• TASK GOAL:
When you reach the line containing "for _ in 0..8" in the entries below, begin reproducing lines exactly, and stop once the line containing "let (first, second)" is done.

***** DATA FOR THIS EXERCISE *****

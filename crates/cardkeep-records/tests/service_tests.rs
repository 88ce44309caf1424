// SPDX-FileCopyrightText: 2026 Cardkeep Contributors
// SPDX-License-Identifier: MIT OR Apache-2.0

//! End-to-end tests of registration, unlock, and field protection.

use std::sync::Arc;
use std::time::Duration;

use cardkeep_config::CardkeepConfig;
use cardkeep_core::{CardkeepError, CredentialStore, UserId};
use cardkeep_crypto::{HashParams, KeyDeriver, PasswordHasher, PasswordPolicy};
use cardkeep_keycache::{KeyCache, ManualClock};
use cardkeep_records::{CardSecrets, MemoryStore, ProtectedRecordService};
use secrecy::{ExposeSecret, SecretString};
use tokio_util::sync::CancellationToken;
use tracing_test::traced_test;

const TTL: Duration = Duration::from_secs(30 * 60);
const PASSWORD: &str = "Correct-Horse-9";

struct Harness {
    service: ProtectedRecordService,
    store: MemoryStore,
    clock: Arc<ManualClock>,
}

fn fast_hasher() -> PasswordHasher {
    PasswordHasher::new(HashParams {
        memory_cost: 8192,
        iterations: 1,
        parallelism: 1,
    })
    .unwrap()
}

fn harness() -> Harness {
    let store = MemoryStore::new();
    let clock = Arc::new(ManualClock::new());
    let cache = Arc::new(KeyCache::with_clock(TTL, clock.clone()));
    let service = ProtectedRecordService::new(
        Arc::new(store.clone()),
        cache,
        fast_hasher(),
        KeyDeriver::new(1000).unwrap(),
        PasswordPolicy::default(),
    );
    Harness {
        service,
        store,
        clock,
    }
}

fn secret(value: &str) -> SecretString {
    SecretString::from(value.to_string())
}

async fn registered(h: &Harness) -> UserId {
    let user = UserId::new_random();
    h.service.register(user, &secret(PASSWORD)).await.unwrap();
    user
}

#[tokio::test]
async fn unlock_protect_reveal_then_expire() {
    let h = harness();
    let user = registered(&h).await;

    h.service.unlock(user, &secret(PASSWORD)).await.unwrap();
    let field = h.service.protect_field(&user, "4111111111111111").unwrap();
    assert_eq!(
        h.service.reveal_field(&user, &field).unwrap(),
        "4111111111111111"
    );

    h.clock.advance(TTL + Duration::from_secs(1));
    assert!(matches!(
        h.service.reveal_field(&user, &field),
        Err(CardkeepError::Locked)
    ));
}

#[tokio::test]
async fn activity_keeps_the_session_open() {
    let h = harness();
    let user = registered(&h).await;
    h.service.login(user, &secret(PASSWORD)).await.unwrap();
    let field = h.service.protect_field(&user, "0420").unwrap();

    for _ in 0..6 {
        h.clock.advance(TTL - Duration::from_secs(60));
        assert_eq!(h.service.reveal_field(&user, &field).unwrap(), "0420");
    }
}

#[tokio::test]
async fn new_user_starts_locked() {
    let h = harness();
    let user = registered(&h).await;
    assert!(!h.service.is_unlocked(&user));
    assert!(matches!(
        h.service.protect_field(&user, "1234"),
        Err(CardkeepError::Locked)
    ));
}

#[tokio::test]
async fn register_rejects_weak_password_and_duplicates() {
    let h = harness();
    let user = UserId::new_random();

    let err = h.service.register(user, &secret("short")).await.unwrap_err();
    assert!(matches!(err, CardkeepError::InvalidInput(_)));
    assert_eq!(h.store.credential_count().await, 0);

    h.service.register(user, &secret(PASSWORD)).await.unwrap();
    let err = h
        .service
        .register(user, &secret("Another-Pass-2"))
        .await
        .unwrap_err();
    assert!(matches!(err, CardkeepError::AlreadyRegistered(id) if id == user));
}

#[tokio::test]
async fn register_stores_encoded_hash_and_independent_salt() {
    let h = harness();
    let user = registered(&h).await;

    let credential = h.store.load_credential(&user).await.unwrap().unwrap();
    assert!(credential.password_hash.starts_with("$argon2id$v=19$m=8192,t=1,p=1$"));
    assert!(h.store.load_key_salt(&user).await.unwrap().is_some());
}

#[tokio::test]
async fn login_failures_are_indistinguishable() {
    let h = harness();
    let user = registered(&h).await;

    let wrong = h
        .service
        .login(user, &secret("Wrong-Horse-9"))
        .await
        .unwrap_err();
    let unknown = h
        .service
        .login(UserId::new_random(), &secret(PASSWORD))
        .await
        .unwrap_err();

    assert!(matches!(wrong, CardkeepError::AuthenticationFailed));
    assert_eq!(wrong.to_string(), unknown.to_string());
    assert!(!h.service.is_unlocked(&user));
}

#[tokio::test]
async fn login_upgrades_outdated_hash() {
    let h = harness();
    let user = registered(&h).await;

    let stronger = ProtectedRecordService::new(
        Arc::new(h.store.clone()),
        Arc::new(KeyCache::new(TTL)),
        PasswordHasher::new(HashParams {
            memory_cost: 8192,
            iterations: 2,
            parallelism: 1,
        })
        .unwrap(),
        KeyDeriver::new(1000).unwrap(),
        PasswordPolicy::default(),
    );
    stronger.login(user, &secret(PASSWORD)).await.unwrap();

    let credential = h.store.load_credential(&user).await.unwrap().unwrap();
    assert!(credential.password_hash.contains("m=8192,t=2,p=1"));

    // The old service still verifies the upgraded hash.
    h.service.login(user, &secret(PASSWORD)).await.unwrap();
}

#[tokio::test]
async fn unlock_without_salt_is_not_found() {
    let h = harness();
    let user = registered(&h).await;
    h.store.delete_key_salt(&user).await;

    let err = h.service.unlock(user, &secret(PASSWORD)).await.unwrap_err();
    assert!(matches!(err, CardkeepError::NotFound(_)));

    let err = h.service.login(user, &secret(PASSWORD)).await.unwrap_err();
    assert!(matches!(err, CardkeepError::NotFound(_)));
    assert!(!h.service.is_unlocked(&user));
}

#[tokio::test]
async fn unlock_rejects_blank_password() {
    let h = harness();
    let user = registered(&h).await;
    let err = h.service.unlock(user, &secret("   ")).await.unwrap_err();
    assert!(matches!(err, CardkeepError::InvalidInput(_)));
}

#[tokio::test]
async fn wrong_password_unlock_fails_at_reveal() {
    let h = harness();
    let user = registered(&h).await;
    h.service.unlock(user, &secret(PASSWORD)).await.unwrap();
    let field = h.service.protect_field(&user, "4111111111111111").unwrap();

    h.service.unlock(user, &secret("Not-The-Pass-1")).await.unwrap();
    assert!(matches!(
        h.service.reveal_field(&user, &field),
        Err(CardkeepError::DecryptionFailed)
    ));
}

#[tokio::test]
async fn lock_is_immediate_and_idempotent() {
    let h = harness();
    let user = registered(&h).await;
    h.service.unlock(user, &secret(PASSWORD)).await.unwrap();
    let field = h.service.protect_field(&user, "1234").unwrap();

    h.service.lock(&user);
    h.service.lock(&user);
    assert!(matches!(
        h.service.reveal_field(&user, &field),
        Err(CardkeepError::Locked)
    ));
}

#[tokio::test]
async fn fields_are_bound_to_their_owner() {
    let h = harness();
    let alice = registered(&h).await;
    let bob = registered(&h).await;
    h.service.unlock(alice, &secret(PASSWORD)).await.unwrap();
    h.service.unlock(bob, &secret(PASSWORD)).await.unwrap();

    let alice_field = h.service.protect_field(&alice, "4111111111111111").unwrap();
    assert!(matches!(
        h.service.reveal_field(&bob, &alice_field),
        Err(CardkeepError::DecryptionFailed)
    ));
}

#[tokio::test]
async fn card_with_and_without_pin() {
    let h = harness();
    let user = registered(&h).await;
    h.service.unlock(user, &secret(PASSWORD)).await.unwrap();

    let with_pin = CardSecrets::new("6035123412341234", Some("0420".to_string()));
    let protected = h.service.protect_card(&user, &with_pin).unwrap();
    let stored = protected.encode();
    let revealed = h.service.reveal_card(&user, &stored.decode().unwrap()).unwrap();
    assert_eq!(revealed.card_number.expose_secret(), "6035123412341234");
    assert_eq!(
        revealed.pin.as_ref().map(|p| p.expose_secret().to_string()),
        Some("0420".to_string())
    );

    let without_pin = CardSecrets::new("6035999988887777", None);
    let protected = h.service.protect_card(&user, &without_pin).unwrap();
    assert!(protected.pin.is_none());
    assert!(h.service.reveal_card(&user, &protected).unwrap().pin.is_none());

    let empty_pin = CardSecrets::new("6035999988887777", Some(String::new()));
    let protected = h.service.protect_card(&user, &empty_pin).unwrap();
    let revealed = h.service.reveal_card(&user, &protected).unwrap();
    assert_eq!(revealed.pin.map(|p| p.expose_secret().to_string()), Some(String::new()));
}

#[tokio::test]
async fn optional_field_absent_needs_no_session() {
    let h = harness();
    let user = registered(&h).await;
    assert!(h.service.protect_optional_field(&user, None).unwrap().is_none());
    assert!(matches!(
        h.service.protect_optional_field(&user, Some("1")),
        Err(CardkeepError::Locked)
    ));
}

#[tokio::test]
async fn login_caches_exactly_one_key() {
    let h = harness();
    let user = registered(&h).await;
    h.service.login(user, &secret(PASSWORD)).await.unwrap();
    assert_eq!(h.service.cache().len(), 1);
}

#[tokio::test(flavor = "multi_thread", worker_threads = 4)]
async fn concurrent_users_do_not_interfere() {
    let h = Arc::new(harness());
    let mut users = Vec::new();
    for _ in 0..8 {
        users.push(registered(&h).await);
    }

    let mut tasks = Vec::new();
    for (i, user) in users.iter().copied().enumerate() {
        let h = h.clone();
        tasks.push(tokio::spawn(async move {
            h.service.login(user, &secret(PASSWORD)).await.unwrap();
            let value = format!("card-{i}");
            let field = h.service.protect_field(&user, &value).unwrap();
            assert_eq!(h.service.reveal_field(&user, &field).unwrap(), value);
        }));
    }
    for task in tasks {
        task.await.unwrap();
    }
    assert_eq!(h.service.cache().len(), users.len());
}

#[tokio::test(flavor = "multi_thread", worker_threads = 4)]
async fn concurrent_registration_has_one_winner() {
    let h = Arc::new(harness());
    for _ in 0..20 {
        let user = UserId::new_random();
        let first = tokio::spawn({
            let h = h.clone();
            async move { h.service.register(user, &secret(PASSWORD)).await }
        });
        let second = tokio::spawn({
            let h = h.clone();
            async move { h.service.register(user, &secret("Another-Pass-2")).await }
        });
        let (first, second) = tokio::join!(first, second);
        let outcomes = [first.unwrap(), second.unwrap()];

        assert_eq!(outcomes.iter().filter(|r| r.is_ok()).count(), 1);
        assert_eq!(
            outcomes
                .iter()
                .filter(|r| matches!(r, Err(CardkeepError::AlreadyRegistered(id)) if *id == user))
                .count(),
            1
        );

        // The winner's password must still unlock the stored salt.
        let winner = if outcomes[0].is_ok() { PASSWORD } else { "Another-Pass-2" };
        h.service.login(user, &secret(winner)).await.unwrap();
        let field = h.service.protect_field(&user, "5500").unwrap();
        assert_eq!(h.service.reveal_field(&user, &field).unwrap(), "5500");
    }
    assert_eq!(h.store.credential_count().await, 20);
}

#[tokio::test]
async fn from_config_rejects_zero_kdf_iterations() {
    let mut config = CardkeepConfig::default();
    config.hashing.memory_cost = 8192;
    config.hashing.iterations = 1;
    config.hashing.parallelism = 1;
    config.key_derivation.iterations = 0;

    let err = ProtectedRecordService::from_config(&config, Arc::new(MemoryStore::new()))
        .err()
        .unwrap();
    assert!(matches!(err, CardkeepError::Config(_)));
}

#[tokio::test]
async fn from_config_uses_configured_policy() {
    let mut config = CardkeepConfig::default();
    config.hashing.memory_cost = 8192;
    config.hashing.iterations = 1;
    config.hashing.parallelism = 1;
    config.password_policy.min_length = 12;

    let service =
        ProtectedRecordService::from_config(&config, Arc::new(MemoryStore::new())).unwrap();
    assert_eq!(service.cache().default_ttl(), Duration::from_secs(1800));

    let err = service
        .register(UserId::new_random(), &secret("Short-Pw1!"))
        .await
        .unwrap_err();
    assert!(err.to_string().contains("at least 12"));
}

#[tokio::test]
async fn sweeper_follows_configuration() {
    let mut config = CardkeepConfig::default();
    config.hashing.memory_cost = 8192;
    config.hashing.parallelism = 1;
    let service =
        ProtectedRecordService::from_config(&config, Arc::new(MemoryStore::new())).unwrap();
    let cancel = CancellationToken::new();

    let handle = service
        .spawn_cache_sweeper(&config, cancel.clone())
        .expect("sweeper enabled by default");
    cancel.cancel();
    handle.await.unwrap();

    config.key_cache.sweep_interval_secs = 0;
    assert!(service.spawn_cache_sweeper(&config, cancel).is_none());
}

#[tokio::test]
#[traced_test]
async fn secrets_never_reach_the_logs() {
    let h = harness();
    let user = registered(&h).await;
    h.service.login(user, &secret(PASSWORD)).await.unwrap();
    let field = h.service.protect_field(&user, "4111111111111111").unwrap();
    h.service.reveal_field(&user, &field).unwrap();
    let _ = h.service.login(user, &secret("Wrong-Horse-9")).await;
    h.service.lock(&user);

    assert!(logs_contain("session unlocked"));
    assert!(logs_contain("login failed"));
    assert!(!logs_contain(PASSWORD));
    assert!(!logs_contain("Wrong-Horse-9"));
    assert!(!logs_contain("4111111111111111"));
    assert!(!logs_contain("$argon2id$"));
}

*****

• EXERCISE SOLUTION:
    for _ in 0..8 {
        users.push(registered(&h).await);
    }

    let mut tasks = Vec::new();
    for (i, user) in users.iter().copied().enumerate() {
        let h = h.clone();
        tasks.push(tokio::spawn(async move {
            h.service.login(user, &secret(PASSWORD)).await.unwrap();
            let value = format!("card-{i}");
            let field = h.service.protect_field(&user, &value).unwrap();
            assert_eq!(h.service.reveal_field(&user, &field).unwrap(), value);
        }));
    }
    for task in tasks {
        task.await.unwrap();
    }
    assert_eq!(h.service.cache().len(), users.len());
}

#[tokio::test(flavor = "multi_thread", worker_threads = 4)]
async fn concurrent_registration_has_one_winner() {
    let h = Arc::new(harness());
    for _ in 0..20 {
        let user = UserId::new_random();
        let first = tokio::spawn({
            let h = h.clone();
            async move { h.service.register(user, &secret(PASSWORD)).await }
        });
        let second = tokio::spawn({
            let h = h.clone();
            async move { h.service.register(user, &secret("Another-Pass-2")).await }
        });
        let (first, second) = tokio::join!(first, second);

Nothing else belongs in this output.